I am ready now, I say! Why in the world would I want to stay fat and sickly? Yet, I wonder, is it possible that my subconscious is leading me to self-sabotage?
In the interest of social or psychological research, let's take a closer look at this.
Notes from the past week:I've skipped going to the gym after a long day at work and sit in traffic.
· I've been buying fast food because (as I tell myself) I'm in a hurry and it's better to eat junk than not eat at all. My rationalization: I got the small fries.
· I'm telling myself that I'm eating healthy when I know that I am not, "Sure, you ate that burger, but you also had an orange at breakfast..."
· I'm rewarding myself with food, "Hey, you've worked hard today. You deserve those chocolate dipped pretzels."
· I am over-scheduling myself knowing full well that these commitments will cause me to miss exercise.
· When I do make it to a workout, I am ravenous afterwards and eat anything I can find once I get home.
· I believe that dieting is too hard and I'm not disciplined enough to make this happen.
· I'm lazy. I skip my medicine if I'm already in bed when I remember I didn't take it after dinner.
· I promise myself that I'll try harder tomorrow - and the cycle starts over.
Counterproductive, I know. Something a TV psychologist might ask: what is your personal payoff for being fat?
· If I were to lose weight, I wouldn't be able to use fat as an excuse to avoid social situations. I've skipped reunions, parties, events for fear I will run into people who knew me before I was overweight. Truth be told, I didn't want to go anyway
· If I remain overweight and avoid social situations then I don't have to ask myself how I will respond should some fellow express that he is attracted to me. I just might go for it and leave my long-term, if unfulfilling, relationship behind. That would be horrible of me, since my guy has loved me (in his own way) if not through thick and then at least when I have been thick or thin.
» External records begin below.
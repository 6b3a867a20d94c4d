use bitvec::{order::Lsb0, vec::BitVec};

use crate::phase0::primitives::{
    CommitteeIndex, Epoch, Gwei, PublicKeyBytes, SignatureBytes, Slot, ValidatorIndex, H256,
};

pub type AggregationBits = BitVec<u8, Lsb0>;

#[derive(Clone, PartialEq, Eq, Debug)]
pub struct AggregateAndProof {
    pub aggregator_index: ValidatorIndex,
    pub aggregate: Attestation,
    pub selection_proof: SignatureBytes,
}

#[derive(Clone, PartialEq, Eq, Default, Debug)]
pub struct Attestation {
    pub aggregation_bits: AggregationBits,
    pub data: AttestationData,
    pub signature: SignatureBytes,
}

#[derive(Clone, Copy, PartialEq, Eq, PartialOrd, Ord, Hash, Default, Debug)]
pub struct AttestationData {
    pub slot: Slot,
    pub index: CommitteeIndex,
    pub beacon_block_root: H256,
    pub source: Checkpoint,
    pub target: Checkpoint,
}

#[derive(Clone, PartialEq, Eq, Debug)]
pub struct AttesterSlashing {
    pub attestation_1: IndexedAttestation,
    pub attestation_2: IndexedAttestation,
}

#[derive(Clone, PartialEq, Eq, Default, Debug)]
pub struct BeaconBlock {
    pub slot: Slot,
    pub proposer_index: ValidatorIndex,
    pub parent_root: H256,
    pub state_root: H256,
    pub body: BeaconBlockBody,
}

#[derive(Clone, PartialEq, Eq, Default, Debug)]
pub struct BeaconBlockBody {
    pub randao_reveal: SignatureBytes,
    pub graffiti: H256,
    pub attester_slashings: Vec<AttesterSlashing>,
    pub attestations: Vec<Attestation>,
    pub voluntary_exits: Vec<SignedVoluntaryExit>,
}

#[derive(Clone, Copy, PartialEq, Eq, PartialOrd, Ord, Hash, Default, Debug)]
pub struct Checkpoint {
    pub epoch: Epoch,
    pub root: H256,
}

#[derive(Clone, PartialEq, Eq, Default, Debug)]
pub struct IndexedAttestation {
    pub attesting_indices: Vec<ValidatorIndex>,
    pub data: AttestationData,
    pub signature: SignatureBytes,
}

#[derive(Clone, PartialEq, Eq, Debug)]
pub struct SignedAggregateAndProof {
    pub message: AggregateAndProof,
    pub signature: SignatureBytes,
}

#[derive(Clone, PartialEq, Eq, Default, Debug)]
pub struct SignedBeaconBlock {
    pub message: BeaconBlock,
    pub signature: SignatureBytes,
}

#[derive(Clone, Copy, PartialEq, Eq, Default, Debug)]
pub struct SignedVoluntaryExit {
    pub message: VoluntaryExit,
    pub signature: SignatureBytes,
}

/// A single entry in the validator registry.
///
/// Records are stored contiguously in [`BeaconState::validators`] and addressed by position.
///
/// [`BeaconState::validators`]: crate::phase0::beacon_state::BeaconState::validators
#[derive(Clone, Copy, PartialEq, Eq, Default, Debug)]
pub struct Validator {
    pub pubkey: PublicKeyBytes,
    pub withdrawal_credentials: H256,
    pub effective_balance: Gwei,
    pub slashed: bool,
    pub activation_eligibility_epoch: Epoch,
    pub activation_epoch: Epoch,
    pub exit_epoch: Epoch,
    pub withdrawable_epoch: Epoch,
}

#[derive(Clone, Copy, PartialEq, Eq, Default, Debug)]
pub struct VoluntaryExit {
    pub epoch: Epoch,
    pub validator_index: ValidatorIndex,
}
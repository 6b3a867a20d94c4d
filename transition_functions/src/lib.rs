pub mod unphased {
    pub use block_processing::{
        process_attester_slashing, process_voluntary_exit, validate_attester_slashing_with_verifier,
        validate_voluntary_exit,
    };
    pub use epoch_processing::process_registry_updates;
    pub use error::Error;

    mod block_processing;
    mod epoch_processing;
    mod error;
}
//! Swap-or-not shuffling used to assign validators to committees and proposer slots.
//!
//! See [`compute_shuffled_index`](https://github.com/ethereum/consensus-specs/blob/86fb82b221474cc89387fa6436806507b3849d88/specs/phase0/beacon-chain.md#compute_shuffled_index).

use core::num::NonZeroU64;

use types::{phase0::primitives::H256, preset::Preset};

const POSITIONS_PER_SOURCE: u64 = 256;

/// Maps a single index through all shuffling rounds.
#[must_use]
pub fn shuffle_single<P: Preset>(mut index: u64, index_count: NonZeroU64, seed: H256) -> u64 {
    assert!(index < index_count.get());

    for round in 0..P::SHUFFLE_ROUND_COUNT {
        let pivot = compute_pivot(seed, round, index_count);
        let flip = (pivot + index_count.get() - index) % index_count;
        let position = index.max(flip);
        let source = compute_source(seed, round, position / POSITIONS_PER_SOURCE);

        if source_bit(source, position) {
            index = flip;
        }
    }

    index
}

/// Permutes `slice` in place so that `slice[i]` ends up holding the element that was at
/// `shuffle_single(i)`.
///
/// Every round is an involution pairing `i` with `pivot - i`, so applying the rounds in reverse
/// order with pairwise swaps computes the whole permutation with one hash per 256 positions.
pub fn shuffle_slice<P: Preset, T>(slice: &mut [T], seed: H256) {
    let Some(length) = NonZeroU64::new(slice.len() as u64) else {
        return;
    };

    for round in (0..P::SHUFFLE_ROUND_COUNT).rev() {
        let pivot = compute_pivot(seed, round, length);
        let mut cached_source = None;

        for index in 0..length.get() {
            let flip = (pivot + length.get() - index) % length;

            if index >= flip {
                continue;
            }

            let source_index = flip / POSITIONS_PER_SOURCE;

            let source = match cached_source {
                Some((cached_index, source)) if cached_index == source_index => source,
                _ => {
                    let source = compute_source(seed, round, source_index);
                    cached_source = Some((source_index, source));
                    source
                }
            };

            if source_bit(source, flip) {
                slice.swap(to_usize(index), to_usize(flip));
            }
        }
    }
}

fn compute_pivot(seed: H256, round: u8, index_count: NonZeroU64) -> u64 {
    let hash = hashing::hash_256_8(seed, round);
    let mut prefix = [0; size_of::<u64>()];
    prefix.copy_from_slice(&hash[..size_of::<u64>()]);
    u64::from_le_bytes(prefix) % index_count
}

fn compute_source(seed: H256, round: u8, position_window: u64) -> H256 {
    // Truncate to match the behavior of `compute_shuffled_index` in `consensus-specs`.
    #[expect(clippy::cast_possible_truncation)]
    let position_window = position_window as u32;

    hashing::hash_256_8_32(seed, round, position_window)
}

fn source_bit(source: H256, position: u64) -> bool {
    let bit_index = position % POSITIONS_PER_SOURCE;
    let byte = source[to_usize(bit_index / 8)];
    (byte >> (bit_index % 8)) & 1 == 1
}

fn to_usize(index: u64) -> usize {
    index
        .try_into()
        .expect("indices into a slice fit in usize")
}
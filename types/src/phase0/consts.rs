use hex_literal::hex;
use typenum::{U16, U64};

use crate::phase0::primitives::{DomainType, Epoch, Slot, H32};

pub const ATTESTATION_PROPAGATION_SLOT_RANGE: u64 = 32;
pub const DOMAIN_AGGREGATE_AND_PROOF: DomainType = H32(hex!("06000000"));
pub const DOMAIN_BEACON_ATTESTER: DomainType = H32(hex!("01000000"));
pub const DOMAIN_BEACON_PROPOSER: DomainType = H32(hex!("00000000"));
pub const DOMAIN_RANDAO: DomainType = H32(hex!("02000000"));
pub const DOMAIN_SELECTION_PROOF: DomainType = H32(hex!("05000000"));
pub const DOMAIN_VOLUNTARY_EXIT: DomainType = H32(hex!("04000000"));
pub const FAR_FUTURE_EPOCH: Epoch = Epoch::MAX;
pub const GENESIS_EPOCH: Epoch = 0;
pub const GENESIS_SLOT: Slot = 0;

pub type AttestationSubnetCount = U64;
pub type TargetAggregatorsPerCommittee = U16;
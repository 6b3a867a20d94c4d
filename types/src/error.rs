use thiserror::Error;

use crate::phase0::primitives::ValidatorIndex;

#[derive(Debug, Error)]
pub enum Error {
    #[error("validator index {validator_index} is out of bounds")]
    ValidatorIndexOutOfBounds { validator_index: ValidatorIndex },
}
· It is easier to believe that something didn't go my way because of my appearance rather than because of a lack in ability.
There must be more reasons but I don't have the personal insight to identify them now.
Amazing how the mind works, isn't it?
How can one want to do something so strongly yet stymie oneself at every turn? How can the risk of having to give myself insulin shots and developing heart disease or losing a limb not be motivation enough to get myself in gear?
Apparently, if there is any uncertainty in my mind, said mind will find a way to make sure it doesn't happen. I imagine flashing red lights: Alert! You are attempting to break out of your comfort zone! Danger! Danger!
I need to my brain and my body in sync and that is what this year is all about.
How about you? What excuses are you using? How are you holding yourself back?